What has yet to be done? First of all the "National Policy for the Environment to 2030" approved in 2009 needs an urgent update, the signing of the "Peruvian Pact for a Circular Economy" – which seeks to be an instrument that encourages the inclusion of circular economy in the sectors of industry, fishing, agriculture and construction so that the circular economy is applied from the design and production stage instead of focusing only on recycling the waste already generated –, the "National Adaptation Plan" and the "Carbon Neutrality Technical Study" which are expected to be ready by the end of the year since both are the basis for updating the “National Strategy for Climate Change to 2050” that will be crafted next year.

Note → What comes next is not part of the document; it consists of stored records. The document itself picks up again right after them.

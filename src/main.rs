mod db;
mod enrich;
mod error;
mod jsonl;
mod parser;
mod pipeline;
mod settings;

use std::path::PathBuf;
use std::time::Instant;

use anyhow::Context;
use clap::{Parser, Subcommand};
use tracing::info;

use crate::jsonl::StoredStory;
use crate::parser::RawDocument;
use crate::pipeline::Enricher;
use crate::settings::Settings;

#[derive(Parser)]
#[command(name = "story_harvest", about = "Horror story extraction, enrichment and storage")]
struct Cli {
    /// Settings file (default: ./story_harvest.toml when present)
    #[arg(short, long, global = true)]
    config: Option<PathBuf>,

    #[command(subcommand)]
    command: Commands,
}

#[derive(Subcommand)]
enum Commands {
    /// Create the stories table
    Init,
    /// Extract, enrich and store crawled pages (JSONL of {url, html, metadata?})
    Ingest {
        file: PathBuf,
        /// Max documents to read
        #[arg(short = 'n', long)]
        limit: Option<usize>,
    },
    /// Re-enrich and store previously extracted stories (a JSONL export, or a
    /// directory of them)
    Import {
        path: PathBuf,
        /// Max stories to read across all files
        #[arg(short = 'n', long)]
        limit: Option<usize>,
        /// Where input files are copied before import (default: <output_dir>/backup)
        #[arg(long)]
        backup_dir: Option<PathBuf>,
    },
    /// Print one stored story
    Show { url: String },
    /// Write stored stories as JSONL
    Export {
        /// Only stories with this primary genre
        #[arg(short, long)]
        genre: Option<String>,
        /// Output file (default: <output_dir>/stories_<timestamp>.jsonl)
        #[arg(short, long)]
        output: Option<PathBuf>,
    },
    /// Stories overview table
    Stories {
        /// Filter by primary genre (e.g. "Supernatural")
        #[arg(short, long)]
        genre: Option<String>,
        /// Filter by trope (e.g. "Time Loop")
        #[arg(short, long)]
        trope: Option<String>,
        #[arg(long)]
        min_words: Option<usize>,
        #[arg(long)]
        max_words: Option<usize>,
        /// Max rows to display
        #[arg(short = 'n', long, default_value = "50")]
        limit: usize,
    },
    /// Totals plus genre and trope distributions
    Stats,
}

fn main() -> anyhow::Result<()> {
    tracing_subscriber::fmt()
        .with_env_filter(
            tracing_subscriber::EnvFilter::try_from_default_env()
                .unwrap_or_else(|_| "info".into()),
        )
        .init();

    let t0 = Instant::now();
    let cli = Cli::parse();
    let settings = Settings::load(cli.config.as_deref())?;
    info!(settings_loaded = ?settings, msg = "Starting story_harvest");

    let conn = db::connect(&settings.database_path)
        .with_context(|| format!("Failed to open database {:?}", settings.database_path))?;
    db::init_schema(&conn)?;

    let result = match cli.command {
        Commands::Init => {
            println!("Schema ready at {}", settings.database_path.display());
            Ok(())
        }
        Commands::Ingest { file, limit } => {
            let enricher = Enricher::from_settings(&settings)?;
            let (docs, malformed) = jsonl::read_jsonl::<RawDocument>(&file, limit)?;
            if docs.is_empty() {
                println!("No documents in {} ({} malformed lines).", file.display(), malformed);
                return Ok(());
            }
            println!("Ingesting {} documents ({} malformed lines skipped)...", docs.len(), malformed);
            let stats = pipeline::run_batches(&conn, &docs, settings.batch_size, |d| {
                enricher.enrich_document(d)
            })?;
            stats.print();
            Ok(())
        }
        Commands::Import {
            path,
            limit,
            backup_dir,
        } => {
            let enricher = Enricher::from_settings(&settings)?;
            let files = jsonl::input_files(&path)?;
            let backup_dir = backup_dir.unwrap_or_else(|| settings.output_dir.join("backup"));

            let mut stories = Vec::new();
            let mut malformed = 0;
            for file in &files {
                let remaining = limit.map(|n| n.saturating_sub(stories.len()));
                if remaining == Some(0) {
                    break;
                }
                let saved = jsonl::backup(file, &backup_dir)?;
                info!(file = %file.display(), backup = %saved.display(), "Backed up input");
                let (batch, bad) = jsonl::read_jsonl::<StoredStory>(file, remaining)?;
                stories.extend(batch);
                malformed += bad;
            }
            if stories.is_empty() {
                println!("No stories in {} ({} malformed lines).", path.display(), malformed);
                return Ok(());
            }
            println!(
                "Importing {} stories from {} files ({} malformed lines skipped)...",
                stories.len(),
                files.len(),
                malformed
            );
            let stats = pipeline::run_batches(&conn, &stories, settings.batch_size, |s| {
                enricher.enrich_stored(s)
            })?;
            stats.print();
            Ok(())
        }
        Commands::Export { genre, output } => {
            let filter = db::StoryFilter {
                genre,
                ..Default::default()
            };
            let stories = db::fetch_stories(&conn, &filter)?;
            if stories.is_empty() {
                println!("No stories to export.");
                return Ok(());
            }
            let path = output
                .unwrap_or_else(|| jsonl::default_export_path(&settings.output_dir, chrono::Utc::now()));
            let written = jsonl::write_jsonl(&path, &stories)?;
            println!("Exported {} stories to {}", written, path.display());
            Ok(())
        }
        Commands::Show { url } => {
            let Some(story) = db::get_story(&conn, &url)? else {
                println!("No story stored for {}", url);
                return Ok(());
            };
            let date = story.publication_date.map(|d| d.to_string());
            println!("Title:      {}", story.title);
            println!("Author:     {}", story.author);
            println!("Published:  {}", date.as_deref().unwrap_or("-"));
            println!("Genre:      {}", story.genre_primary);
            println!("Secondary:  {}", story.genre_secondary.join(", "));
            println!("Tropes:     {}", story.tropes.join(", "));
            println!("Tags:       {}", story.tags.join(", "));
            println!(
                "Style:      {} words, {} sentences, readability {}",
                story.writing_style.word_count,
                story.writing_style.sentence_count,
                story.writing_style.readability_score
            );
            println!("Updated:    {}", story.updated_at.format("%Y-%m-%d %H:%M:%S UTC"));
            println!("\n{}", story.body);
            Ok(())
        }
        Commands::Stories {
            genre,
            trope,
            min_words,
            max_words,
            limit,
        } => {
            let filter = db::StoryFilter {
                genre,
                trope,
                min_words,
                max_words,
                limit: Some(limit),
            };
            let rows = db::fetch_overview(&conn, &filter)?;
            if rows.is_empty() {
                println!("No stories found.");
                return Ok(());
            }

            println!(
                "{:>3} | {:<32} | {:<20} | {:<14} | {:>6} | {:<30}",
                "#", "Title", "Author", "Genre", "Words", "Tropes"
            );
            println!("{}", "-".repeat(120));

            for (i, r) in rows.iter().enumerate() {
                println!(
                    "{:>3} | {:<32} | {:<20} | {:<14} | {:>6} | {:<30}",
                    i + 1,
                    truncate(&r.title, 32),
                    truncate(&r.author, 20),
                    truncate(&r.genre_primary, 14),
                    r.word_count,
                    truncate(&r.tropes.join(", "), 30),
                );
            }

            println!("\n{} stories", rows.len());
            Ok(())
        }
        Commands::Stats => {
            let s = db::get_stats(&conn)?;
            println!("Stories:       {}", s.total);
            println!("Authors:       {}", s.known_authors);
            println!("Dated:         {}", s.dated);
            println!("Words:         {}", s.total_words);
            println!("Last updated:  {}", s.last_updated.as_deref().unwrap_or("-"));

            let genres = db::genre_distribution(&conn)?;
            if !genres.is_empty() {
                println!("\n--- Genres ---");
                for (genre, n) in &genres {
                    println!("  {:<20} {:>6}", genre, n);
                }
            }
            let tropes = db::trope_distribution(&conn)?;
            if !tropes.is_empty() {
                println!("\n--- Tropes ---");
                for (trope, n) in &tropes {
                    println!("  {:<24} {:>6}", trope, n);
                }
            }
            Ok(())
        }
    };

    let elapsed = t0.elapsed();
    if elapsed.as_secs() >= 1 {
        println!("\nDone in {}", format_duration(elapsed));
    }

    result
}

fn truncate(s: &str, max: usize) -> String {
    if s.chars().count() <= max {
        s.to_string()
    } else {
        let truncated: String = s.chars().take(max).collect();
        format!("{}...", truncated)
    }
}

fn format_duration(d: std::time::Duration) -> String {
    let secs = d.as_secs();
    if secs < 60 {
        format!("{:.1}s", d.as_secs_f64())
    } else if secs < 3600 {
        format!("{}m {}s", secs / 60, secs % 60)
    } else {
        format!("{}h {}m {}s", secs / 3600, (secs % 3600) / 60, secs % 60)
    }
}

Meanwhile, at the local level, it is necessary to have "Regional Climate Change Strategies" where the concept of circular economy is incorporated as a cross-cutting axis for reducing climate change and that also promote strategies that are adapted to the needs of each region of the country. It is also necessary for MINAM to encourage more municipalities to apply the “Programs for Segregation at Source and Selective Collection of Solid Waste,” since to date only 210 municipalities out of 1874 have been implementing them. Although in the framework of the COVID-19 pandemic, recycling was temporarily inactive in the months of March to May. Concerning this, in order to promote recycling at the voluntary and household level, MINAM made an alliance with the ecoins® Peru program. The program consists on the use of a virtual currency that is obtained for each photo taken as proof of the recycling fulfilled with which you can get discounts on the purchase of products from Peruvian enterprises.Participation in this initiative is possible without the need to belong to a district participating in the segregation program.
Furthermore, regarding the international context, Vice Minister of Environemnt, Lies Linares, points out that there is a trend towards a circular economy: “the European Union has launched the "European Green Deal" which seeks carbon neutrality by 2050; while in Latin America there are countries like Colombia or Chile that are working on a roadmap and strategies to move towards this model of economic growth and protection of the environment” (MINAM, 2020). It is worth pointing out that President Xi Jinping has promised to achieve carbon neutrality by 2060 while intensifying its National Determining Contributions (NDCs) at the 75th session of the UN General Assembly.
Having stated the above, it should be emphasized that in order to achieve a successful transition to a circular economy it depends on everyone: the executive and legislative government, companies, and people to efficiently implement strategies that reduce the generation of solid waste because the planet is already at full capacity – take for instance the Great Pacific Garbage Patch. One must not forget, that the most important threats that we currently face, apart from the COVID-19 pandemic, is the impact of climate change on our ecosystem, health and daily activities. For this reason, it can be appreciated, although in slow progress, the assertive attitude of certain States that recognize the environmental problems created by a consumer society, and therefore assume a stronger commitment to implement the circular economy concept through the adoption of long-term national policies. Finally, reflect on what happens to the garbage generated when something is thrown away. Try to investigate if the material can be reused or recycled. Even more important, try to inquire whether it will end up at an official landfill in the city as its final destination, and if it does not... what happens and where does it go.